Angela Popplewell is a founder and the Chief Storyteller for 100cameras, a non-profit organization that teaches students to share their perspectives through photography and then sells their images, empowering them to become change makers by providing educational and medical supplies for their community. She currently lives in Brooklyn, NY with her husband, Ty, and their adorable son, Theodore Brooks.
Growing up I really wanted to be
A broadcast journalist.
My go-to order at a coffee shop is
Regular coffee with half & half.
I don’t know how I ever lived without
Google calendar. Seriously, I was so forgetful.
One thing people don’t know about me is
I can twirl multiple fire batons at once.
My real life heroes are
My parents taught us the value of character, determination, and perseverance.
My father was quirkily committed to teaching us the value of a dollar. After a piano recital or sports competition, our parents would ask if we wanted to go to Baskin Robbins. When it was time to pay, my father would bring out his spare change and count out 100 pennies for every dollar owed. My sister and I fell for it every time thinking he wouldn’t possibly count 800 pennies yet again to prove his point. People in line would offer quarters to help, and my father would kindly reply, “No thank you, my girls are just learning that every penny in life counts.”
We would roll our eyes and then relish every bite. But we learned to value our pennies, our minutes, our actions, our thoughts, our failures and accomplishments.

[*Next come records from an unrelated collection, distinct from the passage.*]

//! Dual-mode character form state
//!
//! The same form creates a new record or edits an existing one. The mode is
//! an explicit variant so the submit path never has to probe for a target.
//!
//! Update policy: every populated field is resent on update. There is no
//! dirty tracking, so an unchanged name still goes out with a changed
//! description.

use dunder_domain::{
    remaining_chars, validate_description, Character, CharacterFields, CharacterId,
    CharacterPayload, ImageUpload, ValidationError,
};

use super::refresh::RefreshToggle;
use crate::application::services::Submission;
use crate::application::ServiceError;

#[derive(Debug, Clone, Default, PartialEq, Eq)]
pub enum FormMode {
    #[default]
    Creating,
    Editing(Character),
}

/// One user edit coming from the form inputs
#[derive(Debug, Clone, PartialEq, Eq)]
pub enum FormEdit {
    Name(String),
    Description(String),
    Image(Option<ImageUpload>),
}

#[derive(Debug, Clone, Default, PartialEq, Eq)]
pub struct CharacterForm {
    mode: FormMode,
    name: String,
    description: String,
    image: Option<ImageUpload>,
    /// Bumped whenever the native file picker must be emptied
    file_selection: u64,
}

impl CharacterForm {
    pub fn new() -> Self {
        Self::default()
    }

    /// A form already editing `character`
    pub fn editing(character: Character) -> Self {
        let mut form = Self::new();
        form.begin_edit(character);
        form
    }

    pub fn mode(&self) -> &FormMode {
        &self.mode
    }

    pub fn is_editing(&self) -> bool {
        matches!(self.mode, FormMode::Editing(_))
    }

    pub fn editing_id(&self) -> Option<&CharacterId> {
        match &self.mode {
            FormMode::Creating => None,
            FormMode::Editing(character) => Some(&character.id),
        }
    }

    pub fn name(&self) -> &str {
        &self.name
    }

    pub fn description(&self) -> &str {
        &self.description
    }

    pub fn image(&self) -> Option<&ImageUpload> {
        self.image.as_ref()
    }

    pub fn file_selection(&self) -> u64 {
        self.file_selection
    }

    pub fn remaining_chars(&self) -> usize {
        remaining_chars(&self.description)
    }

    pub fn set_name(&mut self, name: impl Into<String>) {
        self.name = name.into();
    }

    /// Accepts a new description value from the input.
    ///
    /// A value over the cap is dropped whole and the stored description stays
    /// as it was; nothing is truncated.
    pub fn input_description(&mut self, value: &str) -> Result<(), ValidationError> {
        validate_description(value)?;
        self.description = value.to_string();
        Ok(())
    }

    pub fn select_image(&mut self, image: Option<ImageUpload>) {
        self.image = image;
    }

    pub fn apply(&mut self, edit: FormEdit) {
        match edit {
            FormEdit::Name(name) => self.set_name(name),
            FormEdit::Description(value) => {
                if let Err(e) = self.input_description(&value) {
                    tracing::debug!(error = %e, "Description input rejected");
                }
            }
            FormEdit::Image(image) => self.select_image(image),
        }
    }

    /// Drops the picked image and asks the view for a fresh, empty picker.
    pub fn clear_file_selection(&mut self) {
        self.image = None;
        self.file_selection = self.file_selection.wrapping_add(1);
    }

    /// Loads `character` into the form. The current photo stays on the
    /// server unless a new image is picked.
    pub fn begin_edit(&mut self, character: Character) {
        self.name = character.nome.clone();
        self.description = character.descricao.clone();
        self.clear_file_selection();
        self.mode = FormMode::Editing(character);
    }

    /// Leaves edit mode with a blank form.
    pub fn cancel_edit(&mut self) {
        self.reset();
    }

    fn reset(&mut self) {
        self.mode = FormMode::Creating;
        self.name.clear();
        self.description.clear();
        self.clear_file_selection();
    }

    fn populated(value: &str) -> Option<String> {
        if value.trim().is_empty() {
            None
        } else {
            Some(value.to_string())
        }
    }

    /// Builds the write for the current mode without touching form state.
    pub fn prepare(&self) -> Result<Submission, ValidationError> {
        validate_description(&self.description)?;
        let fields = CharacterFields {
            nome: Self::populated(&self.name),
            descricao: Self::populated(&self.description),
        };
        let payload = CharacterPayload::new(fields, self.image.clone());

        match &self.mode {
            FormMode::Creating => {
                if payload.fields.nome.is_none() {
                    return Err(ValidationError::NameRequired);
                }
                if payload.fields.descricao.is_none() {
                    return Err(ValidationError::DescriptionRequired);
                }
                Ok(Submission::Create(payload))
            }
            FormMode::Editing(character) => {
                if payload.is_empty() {
                    return Err(ValidationError::NameRequired);
                }
                Ok(Submission::Update {
                    id: character.id.clone(),
                    payload,
                })
            }
        }
    }

    /// Applies the outcome of a submit.
    ///
    /// On success the form goes back to a blank create form and the list is
    /// asked to reload. On failure the input is left intact for a retry.
    /// Returns whether the submit succeeded.
    pub fn complete(
        &mut self,
        result: &Result<(), ServiceError>,
        toggle: &mut RefreshToggle,
    ) -> bool {
        match result {
            Ok(()) => {
                self.reset();
                toggle.flip();
                true
            }
            Err(e) => {
                tracing::error!(
                    character_id = ?self.editing_id().map(ToString::to_string),
                    error = %e,
                    "Character submit failed; keeping form input"
                );
                false
            }
        }
    }
}

#[cfg(test)]
mod tests {
    use std::sync::Arc;

    use super::*;
    use crate::application::services::CharacterService;
    use crate::ports::outbound::MockCharacterApiPort;
    use dunder_domain::MAX_DESCRIPTION_CHARS;

    fn dwight() -> Character {
        Character {
            id: CharacterId::numeric(7),
            nome: "Dwight".into(),
            descricao: "Assistant to the regional manager".into(),
            foto: Some("dwight.png".into()),
        }
    }

    #[test]
    fn description_over_the_cap_is_rejected() {
        let mut form = CharacterForm::new();
        let full = "a".repeat(MAX_DESCRIPTION_CHARS);
        form.input_description(&full).unwrap();
        assert_eq!(form.remaining_chars(), 0);

        let longer = format!("{full}b");
        assert!(form.input_description(&longer).is_err());
        assert_eq!(form.description(), full);
        assert_eq!(form.remaining_chars(), 0);
    }

    #[test]
    fn applied_edits_respect_the_cap() {
        let mut form = CharacterForm::new();
        form.apply(FormEdit::Name("Jim".into()));
        form.apply(FormEdit::Description("Sells paper".into()));
        form.apply(FormEdit::Description("x".repeat(MAX_DESCRIPTION_CHARS + 1)));
        assert_eq!(form.name(), "Jim");
        assert_eq!(form.description(), "Sells paper");
    }

    #[test]
    fn remaining_count_tracks_length() {
        let mut form = CharacterForm::new();
        assert_eq!(form.remaining_chars(), 500);
        form.input_description("Sells paper").unwrap();
        assert_eq!(form.remaining_chars(), 489);
    }

    #[tokio::test]
    async fn create_sends_only_text_fields_and_resets() {
        let mut api = MockCharacterApiPort::new();
        api.expect_create_character()
            .withf(|payload| {
                payload.fields.nome.as_deref() == Some("Jim")
                    && payload.fields.descricao.as_deref() == Some("Sells paper")
                    && payload.foto.is_none()
            })
            .times(1)
            .returning(|_| Ok(()));
        let service = CharacterService::new(Arc::new(api));

        let mut toggle = RefreshToggle::new();
        let mut form = CharacterForm::new();
        form.set_name("Jim");
        form.input_description("Sells paper").unwrap();
        let picker = form.file_selection();

        let submission = form.prepare().unwrap();
        assert!(matches!(submission, Submission::Create(_)));
        let result = service.submit(&submission).await;

        assert!(form.complete(&result, &mut toggle));
        assert_eq!(form.mode(), &FormMode::Creating);
        assert_eq!(form.name(), "");
        assert_eq!(form.description(), "");
        assert_ne!(form.file_selection(), picker);
        assert_eq!(toggle.generation(), 1);
    }

    #[tokio::test]
    async fn edit_resends_all_populated_fields() {
        let mut api = MockCharacterApiPort::new();
        api.expect_update_character()
            .withf(|id, payload| {
                *id == CharacterId::numeric(7)
                    && payload.fields.nome.as_deref() == Some("Dwight")
                    && payload.fields.descricao.as_deref() == Some("Regional manager")
                    && payload.foto.is_none()
            })
            .times(1)
            .returning(|_, _| Ok(()));
        let service = CharacterService::new(Arc::new(api));

        let mut toggle = RefreshToggle::new();
        let mut form = CharacterForm::new();
        form.begin_edit(dwight());
        assert_eq!(form.name(), "Dwight");
        assert_eq!(form.description(), "Assistant to the regional manager");

        form.input_description("Regional manager").unwrap();
        let submission = form.prepare().unwrap();
        let result = service.submit(&submission).await;

        assert!(form.complete(&result, &mut toggle));
        assert!(!form.is_editing());
    }

    #[test]
    fn failed_submit_keeps_input_and_does_not_refresh() {
        let mut toggle = RefreshToggle::new();
        let mut form = CharacterForm::editing(dwight());
        form.set_name("Dwight K. Schrute");

        let result = Err(ServiceError::Network("offline".into()));
        assert!(!form.complete(&result, &mut toggle));
        assert_eq!(form.name(), "Dwight K. Schrute");
        assert_eq!(form.editing_id(), Some(&CharacterId::numeric(7)));
        assert_eq!(toggle.generation(), 0);
    }

    #[test]
    fn create_requires_name_and_description() {
        let mut form = CharacterForm::new();
        assert_eq!(form.prepare(), Err(ValidationError::NameRequired));
        form.set_name("Jim");
        assert_eq!(form.prepare(), Err(ValidationError::DescriptionRequired));
    }

    #[test]
    fn edit_omits_blank_fields() {
        let mut form = CharacterForm::editing(dwight());
        form.set_name("  ");
        match form.prepare().unwrap() {
            Submission::Update { payload, .. } => {
                assert_eq!(payload.fields.nome, None);
                assert_eq!(
                    payload.fields.descricao.as_deref(),
                    Some("Assistant to the regional manager")
                );
            }
            other => panic!("expected update, got {other:?}"),
        }
    }

    #[test]
    fn picked_image_goes_into_the_payload() {
        let mut form = CharacterForm::new();
        form.set_name("Pam");
        form.input_description("Receptionist").unwrap();
        form.select_image(Some(ImageUpload::from_file_name("pam.png", vec![1, 2, 3])));

        let submission = form.prepare().unwrap();
        let foto = submission.payload().foto.as_ref().unwrap();
        assert_eq!(foto.file_name, "pam.png");

        form.clear_file_selection();
        assert!(form.image().is_none());
    }
}
//! State containers for player-side dependency injection
//!
//! This module contains DI containers that aggregate services and adapters.
//! These are concrete implementations that belong in the adapters layer,
//! not the ports layer.

mod platform;

pub use platform::{Platform, PlatformStorageAdapter};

What I love about my work is
Seeing kids’ reactions when they realize that people across the world will see their photographs and hear their stories — and that they can provide the tools needed for change because people will buy their images. There is nothing like that moment; it drives every thing I do.
The hardest thing about my work is
Fundraising. Simply put — I am not great at it. I am learning to boldly invite others to come alongside us and ask for support on behalf of our work.
How I got started with my current career
In my early 20s I did work in Romania and India that forever changed how I saw the world, and how I perceived those living in poverty. I became passionate about helping to create an empowerment model that created an opportunity for kids to fund their own tangible needs for medical or educational supplies. It was also important to me to equip them with the tools to tell their own stories.
The dumbest thing I did when I was starting out
I thought I had to land my dream job straight out of college. So I turned down an amazing gig at a large non-profit that provided teachable opportunities, a salary I could live on in NYC, and health benefits. They wanted to bring me under their wing and teach me. But I told them I wasn’t “passionate enough” about their cause (who actually says that!). I still learned skill sets similar to that opportunity, but it took multiple other jobs and probably a few years longer to do so.
I used to think success meant
How big something I built could get — publicity, budget, impact, size of team.
My current definition of success is
A mission in life and work that is built on love, grace, dedication, joy, and genuine care and concern for others.
An example of when I had to push through my insecurities
Most recently, motherhood was a fear of mine. I was afraid I would lose myself and my individuality as a wife, daughter, sister, friend, teammate, and community member. But I see now that all those pieces of me are still thriving alongside the new joys given by motherhood.
I know my work/life balance is out of sync when
I used to sacrifice my own self-care because I worked 16 hours a day needlessly and still wouldn’t want to miss out on any events. Now I can tell something is out of sync whenever fear of missing out starts running the show — it means something is out of whack in my overall balance. When this happens, I take some time to unplug. I then try to reprioritize, recalibrate, and renew what had become off kilter.
The last time I created something I was proud of was
Growing a baby and the birth of our son, Theodore Brooks.
I wish I could tell my younger self
Remove the toxins. Whether they’re unhealthy relationships, insecurities and lies, disappointments or rejections, focusing on missed opportunities or regrets — all of it! Don’t hesitate to remove anything that generates toxicity within yourself or your company. For years I lived in extreme people-pleasing mode, and would entertain toxic things for way too long. It would eat away at me, removing my ability to make decisions in work, to write freely in my personal time, to live without worrying what people thought. I would go back and tell my younger self to remove it with gracefulness and kindness — but with boldness and swiftness.
The legacy I hope to leave is
I want to be remembered as being kind, graceful, and bold. A helper who lived fully in love. I want to live in rhythm with all of those around me.